Observing nothing illicit, the cops departed and after lunch the venue moved to a photo studio.
On the set, one of the photo subjects wearing a middie blouse school uniform was asked to raise both arms over her head, and the hem of her blouse rose up to expose her bare belly, upon which the photographers could be seen leering with lusty lechery, sighs Shukan Bunshun.
The president of the production company says he has between 20 to 30 girls signed up with his outfit, ranging from 4 years old to high school age.
The mother of a 10-year-old girl modeling at the day's event was clearly turned off by the experience.

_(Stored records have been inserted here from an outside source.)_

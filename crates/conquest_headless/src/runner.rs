//! Headless runner serving the JSON-lines protocol.
//!
//! The runner owns one [`Simulation`] and advances it only when told to.
//! Nothing ticks on a timer: a controller (test harness, recording tool,
//! external AI) decides when the next frame happens.

use std::convert::Infallible;
use std::io::{BufRead, Write};

use conquest_core::config::SimConfig;
use conquest_core::map::MapData;
use conquest_core::random::{RandomSource, SeededRandom};
use conquest_core::simulation::Simulation;
use tracing::{debug, info, warn};

use crate::protocol::{Command, EventOutput, ProtocolError, Response};

/// Headless game runner.
pub struct HeadlessRunner<R: RandomSource = SeededRandom> {
    sim: Simulation<R>,
    commands_processed: u64,
}

impl HeadlessRunner<SeededRandom> {
    /// Create a runner around an empty world.
    #[must_use]
    pub fn new(config: SimConfig) -> Self {
        Self::from_simulation(Simulation::new(config))
    }

    /// Create a runner with `map` already loaded.
    #[must_use]
    pub fn with_map(config: SimConfig, map: &MapData) -> Self {
        Self::from_simulation(Simulation::from_map(config, map))
    }
}

impl<R: RandomSource> HeadlessRunner<R> {
    /// Wrap an existing simulation.
    #[must_use]
    pub fn from_simulation(sim: Simulation<R>) -> Self {
        Self {
            sim,
            commands_processed: 0,
        }
    }

    /// The simulation being served.
    #[must_use]
    pub fn simulation(&self) -> &Simulation<R> {
        &self.sim
    }

    /// Commands handled so far, malformed lines excluded.
    #[must_use]
    pub fn commands_processed(&self) -> u64 {
        self.commands_processed
    }

    /// Serve the protocol until `quit` or end of input.
    ///
    /// Prints `ready` first. Malformed lines produce an `error` response
    /// and processing continues.
    ///
    /// # Errors
    ///
    /// Returns [`ProtocolError::Io`] if reading or writing fails.
    pub fn run<In: BufRead, Out: Write>(
        &mut self,
        input: In,
        mut output: Out,
    ) -> Result<(), ProtocolError> {
        info!("Headless runner starting");
        write_response(&mut output, &Response::ready(self.sim.get_tick()))?;

        for line in input.lines() {
            let line = line?;
            let line = line.trim();
            if line.is_empty() {
                continue;
            }

            let command = match Command::from_json(line) {
                Ok(command) => command,
                Err(e) => {
                    warn!(error = %e, "Rejected input line");
                    write_response(&mut output, &Response::error(e.to_string(), None))?;
                    continue;
                }
            };

            self.dispatch(&command, &mut |response| write_response(&mut output, &response))?;
            if command == Command::Quit {
                break;
            }
        }

        info!(
            commands = self.commands_processed,
            tick = self.sim.get_tick(),
            "Headless runner shutting down"
        );
        Ok(())
    }

    /// Apply one command and collect its responses.
    pub fn execute(&mut self, command: &Command) -> Vec<Response> {
        let mut responses = Vec::new();
        let result: Result<(), Infallible> = self.dispatch(command, &mut |response| {
            responses.push(response);
            Ok(())
        });
        match result {
            Ok(()) => responses,
            Err(never) => match never {},
        }
    }

    /// Apply one command, handing each response to `emit` as soon as it
    /// exists. A `step` emits one `tick` response per tick.
    ///
    /// # Errors
    ///
    /// Stops at the first error returned by `emit`.
    pub fn dispatch<E>(
        &mut self,
        command: &Command,
        emit: &mut impl FnMut(Response) -> Result<(), E>,
    ) -> Result<(), E> {
        debug!(cmd = command.name(), "Processing command");
        self.commands_processed += 1;

        match command {
            Command::Step { count } => self.step(*count, emit),
            Command::Query => emit(Response::state(&self.sim.snapshot())),
            Command::LoadMap { path } => emit(self.load_map(path)),
            Command::Send { from, to } => emit(match self.sim.send_troops(*from, *to) {
                Ok(accepted) => Response::Dispatch { accepted },
                Err(e) => Response::error(e.to_string(), Some(command.name())),
            }),
            Command::Hash => emit(Response::Hash {
                tick: self.sim.get_tick(),
                hash: self.sim.state_hash(),
            }),
            Command::Quit => emit(Response::Bye),
        }
    }

    fn step<E>(
        &mut self,
        count: u32,
        emit: &mut impl FnMut(Response) -> Result<(), E>,
    ) -> Result<(), E> {
        if count > 0 && self.sim.is_finished() {
            return emit(Response::error("game is finished", Some("step")));
        }

        for _ in 0..count {
            if self.sim.is_finished() {
                break;
            }
            let events = self.sim.tick();
            emit(Response::Tick {
                tick: self.sim.get_tick(),
                events: events.iter().map(EventOutput::from).collect(),
            })?;
        }
        Ok(())
    }

    fn load_map(&mut self, path: &str) -> Response {
        match MapData::load(path) {
            Ok(map) => {
                self.sim.load_map(&map);
                Response::Loaded {
                    buildings: self.sim.buildings().len(),
                    obstacles: self.sim.obstacles().len(),
                    factions: self.sim.factions().iter().copied().collect(),
                }
            }
            Err(e) => {
                warn!(path, error = %e, "Failed to load map");
                Response::error(e.to_string(), Some("load_map"))
            }
        }
    }
}

fn write_response<W: Write>(output: &mut W, response: &Response) -> Result<(), ProtocolError> {
    output.write_all(response.to_json_line().as_bytes())?;
    output.flush()?;
    Ok(())
}

#[cfg(test)]
mod tests {
    use super::*;
    use conquest_core::map::BuildingSpec;

    fn duel() -> MapData {
        MapData {
            buildings: vec![
                BuildingSpec::new(540.0, 1700.0, "PLAYER", 100),
                BuildingSpec::new(540.0, 220.0, "ENEMY", 100),
            ],
            ..MapData::default()
        }
    }

    #[test]
    fn test_step_reports_each_tick() {
        let mut runner = HeadlessRunner::with_map(SimConfig::default(), &duel());
        let responses = runner.execute(&Command::Step { count: 3 });
        let ticks: Vec<u64> = responses
            .iter()
            .map(|r| match r {
                Response::Tick { tick, .. } => *tick,
                other => panic!("unexpected {other:?}"),
            })
            .collect();
        assert_eq!(ticks, vec![1, 2, 3]);
    }

    #[test]
    fn test_send_unknown_building_is_error() {
        let mut runner = HeadlessRunner::with_map(SimConfig::default(), &duel());
        let responses = runner.execute(&Command::Send { from: 0, to: 9 });
        assert!(matches!(
            responses.as_slice(),
            [Response::Error { cmd: Some(cmd), .. }] if cmd == "send"
        ));
    }

    #[test]
    fn test_send_is_accepted_and_spawn_follows() {
        let mut runner = HeadlessRunner::with_map(SimConfig::default(), &duel());
        assert_eq!(
            runner.execute(&Command::Send { from: 0, to: 1 }),
            vec![Response::Dispatch { accepted: true }]
        );
        let responses = runner.execute(&Command::Step { count: 1 });
        let Response::Tick { events, .. } = &responses[0] else {
            panic!("expected tick");
        };
        assert_eq!(
            events.first(),
            Some(&EventOutput::Spawn {
                x: 540.0,
                y: 1700.0
            })
        );
    }

    #[test]
    fn test_missing_map_file_is_error() {
        let mut runner = HeadlessRunner::new(SimConfig::default());
        let responses = runner.execute(&Command::LoadMap {
            path: "/nonexistent/map.json".to_string(),
        });
        assert!(matches!(responses.as_slice(), [Response::Error { .. }]));
    }

    #[test]
    fn test_hash_matches_simulation() {
        let mut runner = HeadlessRunner::with_map(SimConfig::default(), &duel());
        runner.execute(&Command::Step { count: 10 });
        let expected = runner.simulation().state_hash();
        assert_eq!(
            runner.execute(&Command::Hash),
            vec![Response::Hash {
                tick: 10,
                hash: expected
            }]
        );
    }

    /// Accepts `lines` lines of output, then reports a closed pipe.
    struct ClosingPipe {
        lines: usize,
    }

    impl Write for ClosingPipe {
        fn write(&mut self, buf: &[u8]) -> std::io::Result<usize> {
            if self.lines == 0 {
                return Err(std::io::ErrorKind::BrokenPipe.into());
            }
            let newlines = buf.iter().filter(|&&b| b == b'\n').count();
            self.lines = self.lines.saturating_sub(newlines);
            Ok(buf.len())
        }

        fn flush(&mut self) -> std::io::Result<()> {
            Ok(())
        }
    }

    #[test]
    fn test_step_streams_ticks_as_they_run() {
        let lonely = MapData {
            buildings: vec![BuildingSpec::new(0.0, 0.0, "PLAYER", 5)],
            ..MapData::default()
        };
        let mut runner = HeadlessRunner::with_map(SimConfig::default(), &lonely);
        let input = b"{\"cmd\":\"step\",\"count\":1000000}\n";

        // ready plus two ticks get through, the third write fails.
        let result = runner.run(&input[..], ClosingPipe { lines: 3 });
        assert!(matches!(result, Err(ProtocolError::Io(_))));
        assert_eq!(runner.simulation().get_tick(), 3);
    }

    #[test]
    fn test_run_survives_garbage_lines() {
        let input = b"not json\n\n{\"cmd\":\"hash\"}\n{\"cmd\":\"quit\"}\n{\"cmd\":\"step\"}\n";
        let mut output = Vec::new();
        let mut runner = HeadlessRunner::with_map(SimConfig::default(), &duel());
        runner.run(&input[..], &mut output).unwrap();

        let text = String::from_utf8(output).unwrap();
        let types: Vec<String> = text
            .lines()
            .map(|line| {
                let value: serde_json::Value = serde_json::from_str(line).unwrap();
                value["type"].as_str().unwrap().to_string()
            })
            .collect();
        assert_eq!(types, vec!["ready", "error", "hash", "bye"]);
        assert_eq!(runner.commands_processed(), 2);
        assert_eq!(runner.simulation().get_tick(), 0);
    }
}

"Many parents see these shooting sessions as a stepping stone to show business and are resigned to having to put up with it. But some of these guys strike me as sleazy. I wouldn't speak to them."

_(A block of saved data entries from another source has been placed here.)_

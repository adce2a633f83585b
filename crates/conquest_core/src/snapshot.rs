//! Read-only world state for consumers.

use serde::{Deserialize, Serialize};

use crate::buildings::Building;
use crate::error::{GameError, Result};
use crate::events::Outcome;
use crate::factions::Team;
use crate::soldiers::Soldier;

/// Copy of everything a renderer or tool may look at after a tick.
#[derive(Debug, Clone, PartialEq, Eq, Serialize, Deserialize)]
pub struct WorldSnapshot {
    /// Ticks advanced since the map was loaded.
    pub tick: u64,
    /// Buildings in ID order.
    pub buildings: Vec<Building>,
    /// Soldiers in flight.
    pub soldiers: Vec<Soldier>,
    /// Dispatched soldiers that have not appeared yet.
    pub pending_spawns: usize,
    /// Decided outcome, if any.
    pub victory: Option<Outcome>,
    /// Ticks elapsed since the victory was decided.
    pub victory_frames: u32,
    /// No further ticks will change anything.
    pub finished: bool,
}

impl WorldSnapshot {
    /// Number of buildings owned by `team`.
    #[must_use]
    pub fn buildings_owned(&self, team: Team) -> usize {
        self.buildings.iter().filter(|b| b.team == team).count()
    }

    /// Troops garrisoned in `team`'s buildings.
    #[must_use]
    pub fn garrison(&self, team: Team) -> i64 {
        self.buildings
            .iter()
            .filter(|b| b.team == team)
            .map(|b| i64::from(b.count))
            .sum()
    }

    /// Encode with bincode.
    pub fn to_bytes(&self) -> Result<Vec<u8>> {
        bincode::serialize(self)
            .map_err(|e| GameError::Serialization(format!("Failed to encode snapshot: {e}")))
    }

    /// Decode from bincode.
    pub fn from_bytes(data: &[u8]) -> Result<Self> {
        bincode::deserialize(data)
            .map_err(|e| GameError::Serialization(format!("Failed to decode snapshot: {e}")))
    }
}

The reporter then asked her how she feels about the prospect of her own daughter being treated as the object of some man's desire.
"Certainly there are going to be people who view the photos that way," she replies candidly.

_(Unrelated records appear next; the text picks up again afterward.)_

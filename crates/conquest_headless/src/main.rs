//! Headless Conquest runner.
//!
//! Runs the simulation without graphics, controlled via JSON on stdin/stdout
//! or driven to completion by one of the batch subcommands.
//!
//! # Usage
//!
//! ```bash
//! # Interactive mode - read commands from stdin
//! cargo run -p conquest_headless -- run --map maps/skirmish.json
//!
//! # Play one game and print a JSON summary
//! cargo run -p conquest_headless -- play --map maps/skirmish.json --seed 7
//!
//! # Record every tick for offline rendering
//! cargo run -p conquest_headless -- capture --map maps/skirmish.json --output frames.bin
//!
//! # Run batch balance test
//! cargo run -p conquest_headless -- batch --map maps/skirmish.json --count 1000 --output results/
//!
//! # Verify determinism
//! cargo run -p conquest_headless -- verify --map maps/skirmish.json --runs 5
//! ```
//!
//! # Protocol
//!
//! Input (stdin): JSON commands, one per line
//! Output (stdout): JSON responses, one per line
//! Logs (stderr): Debug information

use std::io;
use std::path::{Path, PathBuf};

use clap::{Parser, Subcommand};
use tracing_subscriber::{layer::SubscriberExt, util::SubscriberInitExt};

use conquest_core::config::SimConfig;
use conquest_core::map::MapData;
use conquest_core::simulation::Simulation;
use conquest_headless::{
    batch::{run_batch, run_game, BatchConfig, BatchResults, DEFAULT_MAX_TICKS},
    capture::{record_to_file, CaptureHeader},
    load_sim_config,
    runner::HeadlessRunner,
    verify::verify_determinism,
};

#[derive(Parser)]
#[command(name = "conquest_headless")]
#[command(about = "Headless Conquest runner for automation, capture and CI")]
#[command(version)]
struct Cli {
    /// Enable verbose logging to stderr
    #[arg(short, long, global = true)]
    verbose: bool,

    /// Simulation config (RON)
    #[arg(short, long, global = true)]
    config: Option<PathBuf>,

    /// Ticks per second; frame-based values are rescaled to match
    #[arg(long, global = true)]
    tick_rate: Option<u32>,

    #[command(subcommand)]
    command: Option<Commands>,
}

#[derive(Subcommand)]
enum Commands {
    /// Serve the stepping protocol on stdin/stdout
    Run {
        /// Map to load before the first command
        #[arg(short, long)]
        map: Option<PathBuf>,

        /// Random seed
        #[arg(long)]
        seed: Option<u64>,
    },

    /// Play one game and print a JSON summary
    Play {
        /// Map file (JSON or RON)
        #[arg(short, long)]
        map: PathBuf,

        /// Random seed
        #[arg(long)]
        seed: Option<u64>,

        /// Stop after this many ticks
        #[arg(long, default_value_t = DEFAULT_MAX_TICKS)]
        max_ticks: u64,
    },

    /// Record every tick to a capture file
    Capture {
        /// Map file (JSON or RON)
        #[arg(short, long)]
        map: PathBuf,

        /// Capture file to write
        #[arg(short, long)]
        output: PathBuf,

        /// Random seed
        #[arg(long)]
        seed: Option<u64>,

        /// Stop after this many ticks
        #[arg(long, default_value_t = DEFAULT_MAX_TICKS)]
        max_ticks: u64,
    },

    /// Run many seeds in parallel and tally the winners
    Batch {
        /// Map file (JSON or RON)
        #[arg(short, long)]
        map: PathBuf,

        /// Number of games to run
        #[arg(short = 'n', long, default_value = "100")]
        count: u32,

        /// Maximum parallel games (0 = auto)
        #[arg(short, long, default_value = "0")]
        parallel: u32,

        /// Starting random seed
        #[arg(long, default_value = "0")]
        seed: u64,

        /// Stop each game after this many ticks
        #[arg(long, default_value_t = DEFAULT_MAX_TICKS)]
        max_ticks: u64,

        /// Directory for batch_results.json; summary goes to stdout if omitted
        #[arg(short, long)]
        output: Option<PathBuf>,
    },

    /// Verify determinism by running same seed multiple times
    Verify {
        /// Map file (JSON or RON)
        #[arg(short, long)]
        map: PathBuf,

        /// Seed to verify
        #[arg(long, default_value = "12345")]
        seed: u64,

        /// Number of verification runs
        #[arg(short, long, default_value = "5")]
        runs: u32,

        /// Stop each run after this many ticks
        #[arg(long, default_value = "3600")]
        max_ticks: u64,
    },
}

fn main() {
    let cli = Cli::parse();

    // Logs go to stderr; stdout is for protocol and summaries
    let log_level = if cli.verbose {
        tracing::Level::DEBUG
    } else {
        tracing::Level::INFO
    };

    tracing_subscriber::registry()
        .with(
            tracing_subscriber::fmt::layer()
                .with_writer(std::io::stderr)
                .with_ansi(true),
        )
        .with(tracing_subscriber::filter::LevelFilter::from_level(
            log_level,
        ))
        .init();

    let config_path = cli.config.as_deref();
    let settings = |seed: Option<u64>| -> SimConfig {
        load_sim_config(config_path, cli.tick_rate, seed).unwrap_or_else(|e| fatal(&e))
    };

    match cli.command {
        Some(Commands::Run { map, seed }) => cmd_run(settings(seed), map.as_deref()),
        Some(Commands::Play {
            map,
            seed,
            max_ticks,
        }) => cmd_play(settings(seed), &map, max_ticks),
        Some(Commands::Capture {
            map,
            output,
            seed,
            max_ticks,
        }) => cmd_capture(settings(seed), &map, &output, max_ticks),
        Some(Commands::Batch {
            map,
            count,
            parallel,
            seed,
            max_ticks,
            output,
        }) => {
            let config = BatchConfig::new(&map.display().to_string(), count)
                .with_seed(seed)
                .with_max_ticks(max_ticks)
                .with_parallelism(parallel);
            cmd_batch(&settings(None), &map, config, output.as_deref());
        }
        Some(Commands::Verify {
            map,
            seed,
            runs,
            max_ticks,
        }) => cmd_verify(&settings(Some(seed)), &map, runs, max_ticks),
        None => cmd_run(settings(None), None),
    }
}

fn fatal(error: &dyn std::fmt::Display) -> ! {
    tracing::error!(error = %error, "Fatal error");
    eprintln!("FATAL: {error}");
    std::process::exit(1);
}

fn load_map(path: &Path) -> MapData {
    MapData::load(path).unwrap_or_else(|e| fatal(&e))
}

fn print_json<T: serde::Serialize>(value: &T) {
    match serde_json::to_string_pretty(value) {
        Ok(json) => println!("{json}"),
        Err(e) => fatal(&e),
    }
}

/// Serve the stepping protocol
fn cmd_run(config: SimConfig, map: Option<&Path>) {
    let mut runner = match map {
        Some(path) => HeadlessRunner::with_map(config, &load_map(path)),
        None => HeadlessRunner::new(config),
    };

    let stdin = io::stdin();
    let stdout = io::stdout();
    if let Err(e) = runner.run(stdin.lock(), stdout.lock()) {
        fatal(&e);
    }
}

/// Play one game to the end
fn cmd_play(config: SimConfig, map_path: &Path, max_ticks: u64) {
    let map = load_map(map_path);
    tracing::info!(map = %map_path.display(), seed = config.seed, "Playing game");
    let result = run_game(config, &map, max_ticks);
    print_json(&result);
}

/// Record a game for offline rendering
fn cmd_capture(config: SimConfig, map_path: &Path, output: &Path, max_ticks: u64) {
    let map = load_map(map_path);
    let header = CaptureHeader::new(config.seed, config.tick_rate, map.biome.clone());
    let mut sim = Simulation::from_map(config, &map);

    match record_to_file(&mut sim, &header, output, max_ticks) {
        Ok(summary) => print_json(&summary),
        Err(e) => fatal(&e),
    }
}

/// Run batch of games for balance testing
fn cmd_batch(config: &SimConfig, map_path: &Path, batch: BatchConfig, output: Option<&Path>) {
    let map = load_map(map_path);
    let results = run_batch(batch, config, &map);

    match output {
        Some(dir) => {
            let path = BatchResults::default_path(dir);
            if let Err(e) = results.save(&path) {
                fatal(&e);
            }
            tracing::info!(path = %path.display(), "Results saved");
            print_json(&results.summary);
        }
        None => print_json(&results),
    }

    eprintln!("\n{}", "=".repeat(50));
    eprintln!("BATCH COMPLETE");
    eprintln!("{}", "=".repeat(50));
    eprintln!("Games played: {}", results.summary.total_games);
    for (outcome, wins) in &results.summary.wins {
        eprintln!(
            "  {:<10} {:>5} ({:.1}%)",
            outcome,
            wins,
            results.summary.win_rate(outcome) * 100.0
        );
    }
    if results.summary.undecided > 0 {
        eprintln!("  {:<10} {:>5}", "undecided", results.summary.undecided);
    }
}

/// Verify determinism
fn cmd_verify(config: &SimConfig, map_path: &Path, runs: u32, max_ticks: u64) {
    let map = load_map(map_path);
    tracing::info!(seed = config.seed, runs, "Verifying determinism");

    let report = verify_determinism(config, &map, runs, max_ticks);
    print_json(&report);

    if report.is_deterministic() {
        eprintln!("PASS: {} runs, {} ticks, identical hashes", report.runs, report.ticks);
    } else {
        eprintln!(
            "FAIL: runs diverged at tick {}",
            report.first_divergence.unwrap_or(report.ticks)
        );
        std::process::exit(1);
    }
}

"But unless you can accept that's the way things are, you won't be able to land any modeling jobs."
"We see all kinds of parents at these things," the session organizer explains.
"Some are infatuated with the idea of nurturing their daughters into a showbiz career. Others just want some nice keepsake in the form of well shot photos. Sometimes at interviews, a parent will even bellow at me, 'How much are you going to pay us!!?'"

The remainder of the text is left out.